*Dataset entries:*

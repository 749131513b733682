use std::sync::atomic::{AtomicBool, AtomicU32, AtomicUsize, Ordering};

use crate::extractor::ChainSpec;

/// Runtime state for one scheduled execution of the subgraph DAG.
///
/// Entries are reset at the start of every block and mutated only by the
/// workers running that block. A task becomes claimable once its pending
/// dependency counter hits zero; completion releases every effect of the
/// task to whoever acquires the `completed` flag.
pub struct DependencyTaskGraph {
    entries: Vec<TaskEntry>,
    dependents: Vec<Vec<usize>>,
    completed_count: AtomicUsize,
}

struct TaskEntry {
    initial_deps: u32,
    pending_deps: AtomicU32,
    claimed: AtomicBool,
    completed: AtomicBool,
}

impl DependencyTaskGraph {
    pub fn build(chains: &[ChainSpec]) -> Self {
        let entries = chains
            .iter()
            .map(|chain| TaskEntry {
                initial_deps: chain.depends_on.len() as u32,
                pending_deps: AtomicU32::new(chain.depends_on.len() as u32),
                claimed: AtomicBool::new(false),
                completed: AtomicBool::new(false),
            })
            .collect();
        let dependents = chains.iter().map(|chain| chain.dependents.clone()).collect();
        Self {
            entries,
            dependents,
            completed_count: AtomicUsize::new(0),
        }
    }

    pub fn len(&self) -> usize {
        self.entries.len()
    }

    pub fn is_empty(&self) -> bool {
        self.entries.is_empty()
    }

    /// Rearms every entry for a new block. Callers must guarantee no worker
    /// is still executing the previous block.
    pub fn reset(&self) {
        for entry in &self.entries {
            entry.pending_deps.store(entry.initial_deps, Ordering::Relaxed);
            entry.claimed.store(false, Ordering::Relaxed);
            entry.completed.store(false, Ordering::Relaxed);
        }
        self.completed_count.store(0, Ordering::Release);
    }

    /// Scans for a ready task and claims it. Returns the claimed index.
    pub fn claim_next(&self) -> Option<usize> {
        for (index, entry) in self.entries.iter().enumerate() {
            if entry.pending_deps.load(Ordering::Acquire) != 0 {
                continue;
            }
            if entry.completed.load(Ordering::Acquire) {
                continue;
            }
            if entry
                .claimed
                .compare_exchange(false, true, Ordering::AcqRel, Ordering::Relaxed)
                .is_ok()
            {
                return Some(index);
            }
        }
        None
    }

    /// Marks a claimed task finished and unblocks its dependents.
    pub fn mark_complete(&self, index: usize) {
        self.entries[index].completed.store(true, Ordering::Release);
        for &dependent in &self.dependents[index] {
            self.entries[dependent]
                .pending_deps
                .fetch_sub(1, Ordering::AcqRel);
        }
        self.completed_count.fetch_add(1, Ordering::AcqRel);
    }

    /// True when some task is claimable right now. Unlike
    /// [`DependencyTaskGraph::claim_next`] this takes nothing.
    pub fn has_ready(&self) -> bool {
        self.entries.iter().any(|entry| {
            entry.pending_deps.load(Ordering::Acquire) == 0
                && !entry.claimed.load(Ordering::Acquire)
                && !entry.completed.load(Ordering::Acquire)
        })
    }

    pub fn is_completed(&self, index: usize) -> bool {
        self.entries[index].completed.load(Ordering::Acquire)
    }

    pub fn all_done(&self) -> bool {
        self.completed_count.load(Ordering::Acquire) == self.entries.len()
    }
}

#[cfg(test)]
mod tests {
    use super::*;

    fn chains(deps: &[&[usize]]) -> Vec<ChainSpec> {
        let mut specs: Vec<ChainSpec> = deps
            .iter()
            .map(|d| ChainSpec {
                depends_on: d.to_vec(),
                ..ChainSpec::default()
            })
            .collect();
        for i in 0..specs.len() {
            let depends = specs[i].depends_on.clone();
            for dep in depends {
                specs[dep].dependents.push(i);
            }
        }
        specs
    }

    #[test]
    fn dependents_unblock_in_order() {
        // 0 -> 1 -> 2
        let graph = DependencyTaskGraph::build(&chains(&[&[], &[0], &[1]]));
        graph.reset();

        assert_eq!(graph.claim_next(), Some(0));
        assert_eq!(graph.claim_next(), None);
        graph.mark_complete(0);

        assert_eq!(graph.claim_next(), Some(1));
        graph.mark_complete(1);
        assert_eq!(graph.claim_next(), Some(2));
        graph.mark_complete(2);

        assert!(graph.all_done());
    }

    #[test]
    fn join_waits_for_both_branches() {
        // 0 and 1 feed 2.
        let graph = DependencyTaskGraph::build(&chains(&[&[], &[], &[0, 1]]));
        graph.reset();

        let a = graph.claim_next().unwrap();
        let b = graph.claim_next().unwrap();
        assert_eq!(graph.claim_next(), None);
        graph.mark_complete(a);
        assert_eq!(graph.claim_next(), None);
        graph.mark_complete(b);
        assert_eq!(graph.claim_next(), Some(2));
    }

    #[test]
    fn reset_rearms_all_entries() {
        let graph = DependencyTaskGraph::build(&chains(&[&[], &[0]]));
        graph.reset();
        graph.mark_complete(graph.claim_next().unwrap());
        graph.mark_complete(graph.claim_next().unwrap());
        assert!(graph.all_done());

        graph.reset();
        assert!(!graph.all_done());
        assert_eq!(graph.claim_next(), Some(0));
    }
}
--
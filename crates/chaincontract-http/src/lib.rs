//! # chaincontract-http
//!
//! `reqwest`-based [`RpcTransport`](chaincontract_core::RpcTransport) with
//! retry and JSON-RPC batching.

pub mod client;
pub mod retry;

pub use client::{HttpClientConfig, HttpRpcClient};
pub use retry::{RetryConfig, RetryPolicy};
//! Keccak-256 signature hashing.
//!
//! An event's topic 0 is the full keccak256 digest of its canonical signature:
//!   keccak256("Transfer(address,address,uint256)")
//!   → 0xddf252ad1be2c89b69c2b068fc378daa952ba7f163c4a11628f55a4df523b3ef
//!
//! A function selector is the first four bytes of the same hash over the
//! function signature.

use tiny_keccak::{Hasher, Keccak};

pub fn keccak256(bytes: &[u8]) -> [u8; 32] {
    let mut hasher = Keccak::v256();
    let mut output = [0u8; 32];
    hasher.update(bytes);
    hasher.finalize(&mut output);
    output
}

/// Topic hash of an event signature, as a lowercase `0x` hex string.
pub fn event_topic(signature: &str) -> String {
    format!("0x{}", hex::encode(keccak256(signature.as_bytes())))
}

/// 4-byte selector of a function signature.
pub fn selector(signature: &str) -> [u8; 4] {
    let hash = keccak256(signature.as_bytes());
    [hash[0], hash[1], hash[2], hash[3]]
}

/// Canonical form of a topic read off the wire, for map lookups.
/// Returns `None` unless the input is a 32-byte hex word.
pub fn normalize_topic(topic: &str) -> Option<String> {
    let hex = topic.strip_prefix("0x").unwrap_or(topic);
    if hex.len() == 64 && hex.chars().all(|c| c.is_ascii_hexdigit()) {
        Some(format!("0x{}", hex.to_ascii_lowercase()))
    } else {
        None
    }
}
--
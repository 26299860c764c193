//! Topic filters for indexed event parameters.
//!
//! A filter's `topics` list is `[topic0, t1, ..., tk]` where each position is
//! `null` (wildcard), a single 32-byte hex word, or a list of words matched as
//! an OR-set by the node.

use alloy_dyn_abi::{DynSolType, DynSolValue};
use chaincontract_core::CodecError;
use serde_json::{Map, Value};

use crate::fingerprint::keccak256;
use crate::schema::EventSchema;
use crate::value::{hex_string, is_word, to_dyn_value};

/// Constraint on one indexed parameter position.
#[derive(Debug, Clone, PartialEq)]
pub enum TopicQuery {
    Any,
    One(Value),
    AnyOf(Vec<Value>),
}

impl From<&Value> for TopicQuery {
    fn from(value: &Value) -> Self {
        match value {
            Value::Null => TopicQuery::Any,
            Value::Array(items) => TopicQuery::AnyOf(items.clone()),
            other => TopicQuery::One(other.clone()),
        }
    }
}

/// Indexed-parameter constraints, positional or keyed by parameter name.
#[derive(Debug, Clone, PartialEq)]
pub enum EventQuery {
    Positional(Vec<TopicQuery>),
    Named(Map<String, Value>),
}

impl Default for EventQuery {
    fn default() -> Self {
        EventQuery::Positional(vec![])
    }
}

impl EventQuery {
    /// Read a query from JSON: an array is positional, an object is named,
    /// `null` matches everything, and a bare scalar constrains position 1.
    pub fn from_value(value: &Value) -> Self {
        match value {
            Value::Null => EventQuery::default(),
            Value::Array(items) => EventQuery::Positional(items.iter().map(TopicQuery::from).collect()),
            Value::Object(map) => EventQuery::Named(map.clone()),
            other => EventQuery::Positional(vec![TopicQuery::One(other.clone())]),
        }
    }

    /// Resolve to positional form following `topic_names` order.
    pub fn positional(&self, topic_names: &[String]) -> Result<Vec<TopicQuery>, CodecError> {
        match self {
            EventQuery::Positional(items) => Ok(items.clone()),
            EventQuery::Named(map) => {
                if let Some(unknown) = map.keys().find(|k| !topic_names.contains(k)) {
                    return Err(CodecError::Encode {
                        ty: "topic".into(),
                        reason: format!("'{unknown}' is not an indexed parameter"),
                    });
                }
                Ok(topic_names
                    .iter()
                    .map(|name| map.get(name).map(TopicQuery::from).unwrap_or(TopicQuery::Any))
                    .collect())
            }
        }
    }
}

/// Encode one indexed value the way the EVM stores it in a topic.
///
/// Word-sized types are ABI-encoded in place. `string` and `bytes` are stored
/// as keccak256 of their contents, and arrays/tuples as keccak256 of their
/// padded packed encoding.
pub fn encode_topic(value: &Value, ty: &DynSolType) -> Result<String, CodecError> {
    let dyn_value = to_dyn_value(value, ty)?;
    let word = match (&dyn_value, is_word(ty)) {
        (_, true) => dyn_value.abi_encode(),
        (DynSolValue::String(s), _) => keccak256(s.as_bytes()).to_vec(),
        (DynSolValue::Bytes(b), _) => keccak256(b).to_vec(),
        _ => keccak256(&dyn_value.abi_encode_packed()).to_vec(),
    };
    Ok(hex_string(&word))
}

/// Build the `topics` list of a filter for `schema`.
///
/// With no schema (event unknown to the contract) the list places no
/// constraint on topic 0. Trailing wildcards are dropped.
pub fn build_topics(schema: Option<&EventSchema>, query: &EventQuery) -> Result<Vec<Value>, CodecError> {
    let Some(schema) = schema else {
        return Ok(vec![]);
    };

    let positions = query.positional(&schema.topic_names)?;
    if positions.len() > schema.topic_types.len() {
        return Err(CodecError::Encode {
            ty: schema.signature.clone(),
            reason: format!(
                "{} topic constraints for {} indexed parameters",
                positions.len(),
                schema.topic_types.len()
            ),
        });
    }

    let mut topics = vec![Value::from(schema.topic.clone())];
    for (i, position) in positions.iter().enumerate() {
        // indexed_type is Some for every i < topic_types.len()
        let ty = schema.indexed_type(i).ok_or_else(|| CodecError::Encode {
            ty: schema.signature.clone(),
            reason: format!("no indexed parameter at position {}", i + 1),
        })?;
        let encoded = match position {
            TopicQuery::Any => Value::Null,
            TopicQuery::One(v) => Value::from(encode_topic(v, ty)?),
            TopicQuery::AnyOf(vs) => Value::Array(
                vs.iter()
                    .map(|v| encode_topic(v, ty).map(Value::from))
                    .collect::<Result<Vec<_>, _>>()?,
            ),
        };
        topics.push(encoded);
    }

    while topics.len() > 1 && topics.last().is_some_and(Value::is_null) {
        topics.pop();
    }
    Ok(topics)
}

*What this task involves:*
When a line contains the string "DynSolValue", copy it from the records.

*Reply:*
use alloy_dyn_abi::{DynSolType, DynSolValue};
        (DynSolValue::String(s), _) => keccak256(s.as_bytes()).to_vec(),
        (DynSolValue::Bytes(b), _) => keccak256(b).to_vec(),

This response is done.